The interactions of age, sex, body mass index, genetics, and steroid weight-based doses on tacrolimus dosing requirement after adult kidney transplantation

Abstract

The aim of this study was to evaluate the effect of different clinical covariates on tacrolimus dose requirements in adult kidney transplant patients with a specific focus on drug interactions.
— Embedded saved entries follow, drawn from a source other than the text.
#![doc = include_str!("../README.md")]
#![warn(missing_docs)]

//! ## Module Structure
//!
//! - **[types]** - Plain records: [`Patch`], [`Version`] and their serde inputs
//! - **[error]** - Error types and result handling
//! - **[protocol]** - Header parsing, patch framing and version wire form
//! - **[server]** - Axum middleware, subscriptions and responses

pub mod error;
pub mod protocol;
pub mod server;
pub mod types;

pub use error::{BraidError, Result};
pub use server::{
    Advertiser, BraidContext, BraidLayer, BraidState, ServerConfig, SubscriberId, Subscription,
    SubscriptionRegistry,
};
pub use types::{ContentRange, Patch, PatchData, Version, VersionData};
Tacrolimus dosing requirement, normalized by drug levels and expressed as the concentration/dose (C/D) ratio as a surrogate index of tacrolimus bioavailability, was employed to identify four categories of tacrolimus dosing requirement, namely, very high, high, small, and very-small, in very fast, fast, slow, and very slow metabolizers, respectively. Steroid weight-based doses were analyzed instead of fixed doses, and genetic analysis of cytochrome P450 (CYP) 3A5*1/*3 and multi-drug resistance 1 (MDR1) C3435T and C1236T polymorphisms were performed Multivariate analysis on 450 adult transplant patients identified six risk factors for being slow metabolizers and therefore requiring small tacrolimus doses: male sex (OR 1.615, p = 0.020); age >60 years (OR 2.456, p = 0.0005); body mass index ≥ 25 (OR 1.546, p = 0.046), hepatitis C virus positivity (OR 2.800, p = 0.0004); low steroid dose <0.06 mg/kg (OR 3.101, p < 0.0001). Patients with a small tacrolimus requirement were at increased risk for multiple infections (OR 1.533, p = 0.0008) and higher systolic blood pressure (OR 1.385, p = 0.022) and showed a significant association with the CYP3A5*3/*3 genotype adjusted by MDR1 polymorphisms C3435T and C1236T (OR 8.104, p = 0.0001). Our results demonstrate the importance of the interaction among genetic and clinical factors in conditioning tacrolimus disposition, with corticosteroid weight-based dose being the only modifiable risk factor for tacrolimus requirement. As the tacrolimus dosing requirement increases with increasing tacrolimus clearance through concomitant steroid use, undesirable changes in tacrolimus levels may occur when steroid doses are tapered, predominantly in slow metabolizers. This often neglected drug interaction has to be monitored to optimize tacrolimus exposure in kidney transplant patients.